Pedro Meyer, tras los ojos del hereje

Fue el primer fotógrafo del mundo que elaboró una multimedia. También condenó a muerte la técnica análoga cuando sus colegas salían en su defensa.

¿Cómo fue su primer acercamiento con la imagen?

Cuando tenía 11 años mis papás me regalaron una camarita para irme a un campamento y lo primero que fotografié fue el nacimiento de un borreguito negro.

¿Cómo explica la nostalgia que tienen algunos de sus colegas por la era análoga?

Ellos no me la pueden explicar, menos yo. No soy muy nostálgico, me parece que la nostalgia es la barrera para conocer, saber y hacer, es una jaula donde se queda atrapada la gente en sus propias limitaciones.

¿Por qué afirma que la fotografía no es un registro fehaciente de la realidad?


Porque no lo es. Algunas fotos se toman en blanco y negro y yo no veo la realidad en blanco y negro.

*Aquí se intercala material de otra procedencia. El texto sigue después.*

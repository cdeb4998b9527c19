//! Tag block renderers.
//!
//! A [`TagRenderer`] receives the parsed [`TagBlock`] and the active
//! [`Renderer`], which it can use to render the tag's nested blocks with the
//! same options.

use std::collections::HashMap;

use crate::{
    error::BoxError,
    parsing::{attrs::Attrs, blocks::TagBlock},
    render::{
        Renderer,
        html::{elem, escape},
    },
};

pub trait TagRenderer {
    fn render_tag(&self, tag: &TagBlock, renderer: &mut Renderer<'_>) -> Result<String, BoxError>;
}

/// Built-in tags: `image` plus a generic `<div>` wrapper for everything else.
#[derive(Debug, Clone, Copy, Default)]
pub struct HtmlTags;

impl HtmlTags {
    pub const IMAGE: &'static str = "image";

    /// `<div class="name ...">` around the rendered body.
    fn div(tag: &TagBlock, renderer: &mut Renderer<'_>) -> Result<String, BoxError> {
        let mut attrs = Attrs::new();
        if !tag.name.is_empty() {
            attrs.add_class(&tag.name);
        }
        if let Some(class) = tag.attr.get_str("class") {
            attrs.add_class(class);
        }
        if let Some(id) = tag.attr.id() {
            attrs.insert("id", id);
        }
        let body = renderer.render(&tag.blocks)?;
        Ok(elem("div", &attrs, &body))
    }

    /// `[image src=... alt=... caption=... href=...]`. A caption or id/class
    /// wraps the image in a `<figure>`.
    fn image(tag: &TagBlock) -> Result<String, BoxError> {
        let src = tag
            .data
            .get_str("src")
            .ok_or("image tag requires a `src` argument")?;
        let caption = tag.data.get_str("caption");

        let mut img_attrs = Attrs::from([("src", src)]);
        for key in ["alt", "width", "height", "loading"] {
            if let Some(value) = tag.data.get(key) {
                img_attrs.insert(key, value.clone());
            }
        }
        if !img_attrs.contains("alt") {
            if let Some(caption) = caption {
                img_attrs.insert("alt", caption);
            }
        }

        let mut img = elem("img", &img_attrs, "");
        if let Some(href) = tag.data.get_str("href") {
            img = elem("a", &Attrs::from([("href", href)]), &img);
        }

        if caption.is_none() && tag.attr.is_empty() {
            return Ok(img);
        }
        let figcaption = caption
            .map(|c| elem("figcaption", &Attrs::new(), &escape(c)))
            .unwrap_or_default();
        Ok(elem("figure", &tag.attr, &format!("{img}{figcaption}")))
    }
}

impl TagRenderer for HtmlTags {
    fn render_tag(&self, tag: &TagBlock, renderer: &mut Renderer<'_>) -> Result<String, BoxError> {
        match tag.name.as_str() {
            Self::IMAGE => Self::image(tag),
            _ => Self::div(tag, renderer),
        }
    }
}

/// Name → renderer lookup. Unregistered names fall back to [`HtmlTags`].
#[derive(Default)]
pub struct TagRegistry {
    tags: HashMap<String, Box<dyn TagRenderer>>,
    fallback: HtmlTags,
}

impl TagRegistry {
    pub fn new() -> Self {
        Self::default()
    }

    pub fn register(&mut self, name: impl Into<String>, tag: impl TagRenderer + 'static) -> &mut Self {
        let name = name.into();
        if self.tags.insert(name.clone(), Box::new(tag)).is_some() {
            log::debug!("tag `{name}` re-registered");
        }
        self
    }

    pub fn contains(&self, name: &str) -> bool {
        self.tags.contains_key(name)
    }
}

impl TagRenderer for TagRegistry {
    fn render_tag(&self, tag: &TagBlock, renderer: &mut Renderer<'_>) -> Result<String, BoxError> {
        match self.tags.get(&tag.name) {
            Some(custom) => custom.render_tag(tag, renderer),
            None => self.fallback.render_tag(tag, renderer),
        }
    }
}
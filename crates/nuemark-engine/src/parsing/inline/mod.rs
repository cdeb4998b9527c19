//! # Inline Parsing
//!
//! Cursor-based inline tokenizer with explicit raw zones.
//!
//! ## Architecture
//!
//! Inline parsing is separate from block parsing and operates on one logical
//! line at a time (paragraph lines, heading text, table cells).
//!
//! At each position the parser tries, in order: a backslash escape, a code
//! span, an image, a link or reference placeholder, then strong/emphasis.
//! Anything else accumulates as text.
//!
//! ## Modules
//!
//! - **`types`**: `Token` enum
//! - **`kinds`**: Inline-specific types with owned delimiters
//! - **`cursor`**: `Cursor` for character-by-character parsing
//! - **`parser`**: `tokenize()` main entry point with `try_parse_*` helpers
//!
//! ## Reference placeholders
//!
//! `[text][label]` and `[label]` are kept as `Token::RefLink` and resolved
//! against the reflink table only when rendering.

pub mod cursor;
pub mod kinds;
pub mod parser;
pub mod types;

pub use parser::tokenize;
pub use types::{Token, plain_text};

Cada fotógrafo tiene su manera de registrar el mismo hecho y cuando una imagen depende del punto de vista, no puedes decir que es sinónimo de la realidad, sino sinónimo de la mirada del fotógrafo.

Es reconocido por sus montajes, ¿en qué momento decide comenzar a intervenir las imágenes?

Desde que hice mi primera fotografía. Hoy tengo otras herramientas, pero cuando decides el encuadre de la fotografía, ya la interviniste, no es posible pensar que la intervención de la imagen sólo se da cuando la metes a un computador. Cuando le dices a alguien que sonría para una foto, cuando utilizas un lente, ahí ya alteras la imagen. La fotografía es sinónimo de manipulación, no puede haber fotografía sin este fenómeno.

La mayor ventaja que le ha traído la era digital a la fotografía...

Ya no tienes que esperar días para averiguar si la imagen que querías fue la que quedó en el negativo, puedes buscar lo que quieres en ese momento.

Usted ha sido un artista visionario; fue el primero en el mundo en desarrollar una multimedia con fotografías, habló antes que muchos sobre la desaparición de la fotografía análoga, ¿qué se viene ahora para el gremio?

Hace 20 años escribí sobre la integración del video en las cámaras. Más que visionario creo que soy lógico. Si ves que viene una nube, entenderás que va a llover. Este es el principio... la fotografía que conocíamos, la tradicional, la analógica, ya sólo existe en museos o cajones, pero como concepto desapareció. Hoy la fotografía circula de forma masiva en las redes, es algo de cinco o seis años, 3 billones de fotografías se suben a Facebook al mes, en Flickr se suben 1.500 fotografías por segundo. En una semana se toman más fotos que en los primeros 150 años de la fotografía juntos. Si en la era analógica se hicieran tantas fotografías, no alcanzaría toda la plata para imprimir y hacer rollos.

¿Qué pasará entonces con los profesionales?


Los fotógrafos tienen la idea de que solamente ellos son víctimas de este alud de tecnología, pero no hay una sola profesión que no se vea transformada por ella totalmente. Ahora no tiene presentación que seis personas lleguen a capturar un video, como no tiene sentido que dos personas, fotógrafo y periodista, se transporten para hacer algo que una sola persona puede hacer. Se tiene que tener valor agregado, escribir, tomar fotos, realizar videos, porque a las organizaciones les cuesta menos.

¿Es su archivo fotográfico está la memoria de la historia de México de las últimas cinco décadas?

No de México, eso sería desbordado y pretencioso, diría que de un individuo en México, de mi vida en México.

¿Qué conexión siente con el blanco y negro?


Fue el primer material, pues el color era muy caro y complicado, entonces fue también mi inicio.

¿En que se le parece la fotografía a la poesía?

No se parece… es poesía. La fotografía es mucho más compleja que simplemente un disparo, a través de ella puede hacerse poesía, el chiste está en cómo la acomodas.

¿Por qué llamó a su retrospectiva ‘Herejías’?

La palabra herejía significa no aceptar lo que te dicen sin preguntar, es el cuestionamiento. A Martín Lutero le decían que era un hereje por cuestionar la corrupción en la Iglesia, y cuando comencé en la fotografía digital y anuncié que la película ya estaba muerta, en su momento se le sacudía el tapete al gremio y faltó poco para que me crucificaran.